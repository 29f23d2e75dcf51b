//! Error types shared by every crate in the workspace.

use thiserror::Error;

/// Rejection of a value passed through a runtime setter.
///
/// The engine state is left untouched whenever one of these is returned.
#[derive(Debug, Clone, PartialEq, Error)]
pub enum ParameterError {
    #[error("gains must be non-negative")]
    NegativeGain,
    #[error("setpoint out of range")]
    SetpointOutOfRange,
    #[error("disturbance duration must be non-negative")]
    NegativeDuration,
    #[error("{name} must be a finite number")]
    NotFinite { name: &'static str },
}

/// Rejection of a configuration at construction time.
#[derive(Debug, Clone, PartialEq, Error)]
pub enum ConfigError {
    #[error("invalid parameter: {0}")]
    InvalidParameter(#[from] ParameterError),
    #[error("{name} must be strictly positive (got {value})")]
    NonPositive { name: &'static str, value: f64 },
    #[error("{name} must be non-negative (got {value})")]
    Negative { name: &'static str, value: f64 },
    #[error("pulse width limits must satisfy min <= base <= max (got {min} / {base} / {max} ms)")]
    PulseLimits { min: f64, base: f64, max: f64 },
    #[error("scan interval {scan_interval}s exceeds the fastest sensor time constant {tau}s")]
    LagStep { scan_interval: f64, tau: f64 },
}

impl ConfigError {
    /// Require `value > 0` and finite.
    pub fn require_positive(name: &'static str, value: f64) -> Result<f64, ConfigError> {
        if value.is_finite() && value > 0.0 {
            Ok(value)
        } else {
            Err(ConfigError::NonPositive { name, value })
        }
    }

    /// Require `value >= 0` and finite.
    pub fn require_non_negative(name: &'static str, value: f64) -> Result<f64, ConfigError> {
        if value.is_finite() && value >= 0.0 {
            Ok(value)
        } else {
            Err(ConfigError::Negative { name, value })
        }
    }
}

/// Require a finite value at a setter boundary.
pub fn require_finite(name: &'static str, value: f64) -> Result<f64, ParameterError> {
    if value.is_finite() {
        Ok(value)
    } else {
        Err(ParameterError::NotFinite { name })
    }
}

#[cfg(test)]
mod tests {
    use super::*;

    #[test]
    fn test_messages_match_setter_contract() {
        assert_eq!(ParameterError::NegativeGain.to_string(), "gains must be non-negative");
        assert_eq!(ParameterError::SetpointOutOfRange.to_string(), "setpoint out of range");
    }

    #[test]
    fn test_require_positive_rejects_zero_and_nan() {
        assert!(ConfigError::require_positive("tau", 0.0).is_err());
        assert!(ConfigError::require_positive("tau", -0.1).is_err());
        assert!(ConfigError::require_positive("tau", f64::NAN).is_err());
        assert_eq!(ConfigError::require_positive("tau", 0.05), Ok(0.05));
    }

    #[test]
    fn test_require_non_negative_accepts_zero() {
        assert_eq!(ConfigError::require_non_negative("gain", 0.0), Ok(0.0));
        assert!(matches!(
            ConfigError::require_non_negative("gain", -1.0),
            Err(ConfigError::Negative { name: "gain", .. })
        ));
    }

    #[test]
    fn test_parameter_error_converts_into_config_error() {
        let err: ConfigError = ParameterError::NegativeGain.into();
        assert_eq!(err.to_string(), "invalid parameter: gains must be non-negative");
    }
}
//! Simulation Engine
//!
//! Owns every component and the loop state, and runs one scan cycle per
//! `step()` in a fixed order:
//!
//! 1. error from the feedback captured at the end of the previous cycle
//! 2. PI correction, saturated into an injector pulse width
//! 3. step disturbance and noise draws for the current clock value
//! 4. combustion: lambda and exhaust O2
//! 5. sensor characteristic, asymmetric lag, EMI
//! 6. measured voltage becomes the next cycle's feedback
//! 7. clock advance and history append
//! 8. status line to the registered log sink, or to the trace log without one

use combustion::{CombustionPlant, DisturbanceSource, DisturbanceSpec, NoiseSpec, seeded_rng};
use control::{ControllerParameters, Injector, PiController};
use log::{debug, log_enabled, trace, warn, Level};
use rand::rngs::StdRng;
use rand::Rng;
use sensor::LambdaSensor;
use simcore::{
    ConfigError, HistoryLog, MixtureState, ParameterError, Sample, SimContext, SimulationState,
};

use crate::config::SimConfig;
use crate::status::status_line;

/// Receives one formatted status line per cycle.
pub type LogSink = Box<dyn FnMut(&str)>;

pub struct Engine<R: Rng = StdRng> {
    scan_interval: f64,
    controller: PiController,
    injector: Injector,
    plant: CombustionPlant,
    sensor: LambdaSensor,
    disturbance: DisturbanceSource<R>,
    state: SimulationState,
    history: HistoryLog,
    log_sink: Option<LogSink>,
}

impl Engine<StdRng> {
    /// Build an engine whose noise comes from `config.seed`, or from OS entropy if unset.
    pub fn new(config: &SimConfig) -> Result<Self, ConfigError> {
        Self::with_rng(config, seeded_rng(config.seed))
    }
}

impl<R: Rng> Engine<R> {
    /// Build an engine drawing its noise from an injected generator.
    pub fn with_rng(config: &SimConfig, rng: R) -> Result<Self, ConfigError> {
        config.validate()?;

        let controller = config.controller_parameters();
        let actuator = config.actuator_parameters();
        debug!(
            "engine: scan {:.3}s, Kp={} Ki={} setpoint={}V, pulse {}..{}ms",
            config.scan_interval_s,
            controller.kp,
            controller.ki,
            controller.setpoint_v,
            actuator.min_pulse_ms,
            actuator.max_pulse_ms
        );

        Ok(Engine {
            scan_interval: config.scan_interval_s,
            controller: PiController::new(controller),
            injector: Injector::new(actuator),
            plant: CombustionPlant::new(config.plant_parameters()),
            sensor: LambdaSensor::new(config.sensor_parameters()),
            disturbance: DisturbanceSource::with_rng(
                config.disturbance_spec()?,
                config.noise_spec(),
                rng,
            ),
            state: SimulationState::at_equilibrium(controller.setpoint_v, actuator.base_pulse_ms),
            history: HistoryLog::new(),
            log_sink: None,
        })
    }

    /// Advance the loop by one scan cycle and return what happened in it.
    pub fn step(&mut self) -> Sample {
        let ctx = SimContext::new(self.scan_interval, self.state.current_time);
        let setpoint = self.controller.setpoint();

        // Controller only ever sees last cycle's measurement (ADC/scan delay)
        let error = self.controller.error(self.state.feedback_voltage);
        let pi = self.controller.compute(error, ctx.dt);
        let pulse_width = self.injector.command(pi.correction);

        let disturbance = self.disturbance.sample(ctx.t);

        let air_flow = self.plant.air_flow(disturbance.air_disturbance, disturbance.air_noise);
        let fuel_flow = self.plant.effective_fuel_flow(self.injector.fuel_flow(pulse_width));
        let combustion = self.plant.combust(air_flow, fuel_flow);

        let reading = self.sensor.measure(
            combustion.lambda,
            setpoint,
            self.state.filtered_sensor_voltage,
            ctx.dt,
        );
        let measured_voltage = reading.measured(disturbance.emi_noise);

        self.state = SimulationState {
            current_time: ctx.t + ctx.dt,
            integral_term: self.controller.integral(),
            pulse_width,
            ideal_sensor_voltage: reading.ideal_voltage,
            filtered_sensor_voltage: reading.filtered_voltage,
            feedback_voltage: measured_voltage,
        };

        let sample = Sample {
            time: self.state.current_time,
            setpoint,
            measured_voltage,
            pulse_width,
            air_flow,
            lambda: combustion.lambda,
            o2_percent: combustion.o2_percent,
            error,
            p_term: pi.p_term,
            i_term: pi.i_term,
            disturbance_applied: disturbance.air_disturbance,
        };
        self.history.push(sample);

        // A registered sink takes the status line in place of the trace log
        match self.log_sink.as_mut() {
            Some(sink) => sink(&status_line(&sample)),
            None if log_enabled!(Level::Trace) => trace!("{}", status_line(&sample)),
            None => {}
        }

        sample
    }

    /// Run `cycles` steps back to back, returning the last sample produced.
    pub fn run(&mut self, cycles: usize) -> Option<Sample> {
        (0..cycles).map(|_| self.step()).last()
    }

    /// Retune the controller from the next cycle on. Nothing changes on rejection.
    pub fn set_controller(&mut self, kp: f64, ki: f64, setpoint_v: f64) -> Result<(), ParameterError> {
        match self.controller.retune(kp, ki, setpoint_v) {
            Ok(()) => {
                debug!("controller updated: Kp={kp}, Ki={ki}, setpoint={setpoint_v}V");
                Ok(())
            }
            Err(err) => {
                warn!("controller update rejected (Kp={kp}, Ki={ki}, setpoint={setpoint_v}): {err}");
                Err(err)
            }
        }
    }

    /// Replace the step disturbance window from the next cycle on.
    pub fn set_disturbance(&mut self, amplitude_gs: f64, start_s: f64, duration_s: f64) -> Result<(), ParameterError> {
        match DisturbanceSpec::new(amplitude_gs, start_s, duration_s) {
            Ok(spec) => {
                debug!("disturbance set: {amplitude_gs}g/s from {start_s}s for {duration_s}s");
                self.disturbance.set_spec(spec);
                Ok(())
            }
            Err(err) => {
                warn!("disturbance rejected: {err}");
                Err(err)
            }
        }
    }

    pub fn set_log_sink(&mut self, sink: impl FnMut(&str) + 'static) {
        self.log_sink = Some(Box::new(sink));
    }

    pub fn clear_log_sink(&mut self) {
        self.log_sink = None;
    }

    /// The last `window` samples, oldest first.
    pub fn history(&self, window: usize) -> &[Sample] {
        self.history.trailing(window)
    }

    pub fn history_log(&self) -> &HistoryLog {
        &self.history
    }

    pub fn state(&self) -> &SimulationState {
        &self.state
    }

    pub fn controller_parameters(&self) -> &ControllerParameters {
        self.controller.parameters()
    }

    pub fn disturbance(&self) -> &DisturbanceSpec {
        self.disturbance.spec()
    }

    pub fn noise(&self) -> &NoiseSpec {
        self.disturbance.noise()
    }

    pub fn base_pulse_width(&self) -> f64 {
        self.injector.parameters().base_pulse_ms
    }

    pub fn scan_interval(&self) -> f64 {
        self.scan_interval
    }

    /// Display classification of the latest measurement; `None` before the first cycle.
    pub fn mixture_state(&self) -> Option<MixtureState> {
        self.history.mixture_state()
    }
}
//! Fuel injector actuator
//!
//! Turns the controller's correction into a pulse width with hard saturation,
//! and a pulse width into commanded fuel mass flow.

use serde::{Deserialize, Serialize};
use simcore::ConfigError;

#[derive(Debug, Clone, Copy, PartialEq, Serialize, Deserialize)]
#[serde(default)]
pub struct ActuatorParameters {
    /// Pulse width at idle with zero correction (ms)
    pub base_pulse_ms: f64,
    pub min_pulse_ms: f64,
    pub max_pulse_ms: f64,
    /// Fuel mass flow per unit pulse width (g/s per ms)
    pub injector_gain: f64,
}

impl Default for ActuatorParameters {
    fn default() -> Self {
        // 10 g/s of air needs ~0.68 g/s of fuel at lambda 1; 0.165 * 4 ms lands just lean of that
        Self {
            base_pulse_ms: 4.0,
            min_pulse_ms: 1.5,
            max_pulse_ms: 8.0,
            injector_gain: 0.165,
        }
    }
}

impl ActuatorParameters {
    pub fn validate(&self) -> Result<(), ConfigError> {
        let min = ConfigError::require_non_negative("min_pulse_ms", self.min_pulse_ms)?;
        let base = ConfigError::require_non_negative("base_pulse_ms", self.base_pulse_ms)?;
        let max = ConfigError::require_non_negative("max_pulse_ms", self.max_pulse_ms)?;
        if !(min <= base && base <= max) {
            return Err(ConfigError::PulseLimits { min, base, max });
        }
        ConfigError::require_non_negative("injector_gain", self.injector_gain)?;
        Ok(())
    }
}

#[derive(Debug, Clone)]
pub struct Injector {
    params: ActuatorParameters,
}

impl Injector {
    pub fn new(params: ActuatorParameters) -> Self {
        Self { params }
    }

    /// Saturate `base_pulse + correction` to the injector's limits.
    pub fn apply(&self, base_pulse: f64, correction: f64) -> f64 {
        (base_pulse + correction).clamp(self.params.min_pulse_ms, self.params.max_pulse_ms)
    }

    /// Pulse width for a correction around the configured base pulse
    pub fn command(&self, correction: f64) -> f64 {
        self.apply(self.params.base_pulse_ms, correction)
    }

    /// Commanded fuel mass flow (g/s) for a pulse width (ms)
    pub fn fuel_flow(&self, pulse_width: f64) -> f64 {
        pulse_width * self.params.injector_gain
    }

    pub fn parameters(&self) -> &ActuatorParameters {
        &self.params
    }
}
//! Shared vocabulary for the lambda-probe control loop simulation.
//!
//! Every other crate in the workspace speaks in these types: the timing
//! context handed to each stage, the loop state the engine owns, the
//! per-cycle `Sample` record and the errors raised at configuration time.

pub mod cadence;
pub mod error;
pub mod history;
pub mod state;
pub mod traits;

pub use cadence::FixedStepClock;
pub use error::{ConfigError, ParameterError, require_finite};
pub use history::{DISPLAY_WINDOW, HistoryLog, MixtureState, STOICH_BAND_V, Sample};
pub use state::SimulationState;
pub use traits::{Model, SimContext};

+--

**ACTIVITY**
The answer should consist of the lines from the first line of the entries through the line with "these is returned.", copied exactly.

**EXPECTED ANSWER**
repository 29f23d2e75dcf51b
//! Error types shared by every crate in the workspace.

use thiserror::Error;

/// Rejection of a value passed through a runtime setter.
///
/// The engine state is left untouched whenever one of these is returned.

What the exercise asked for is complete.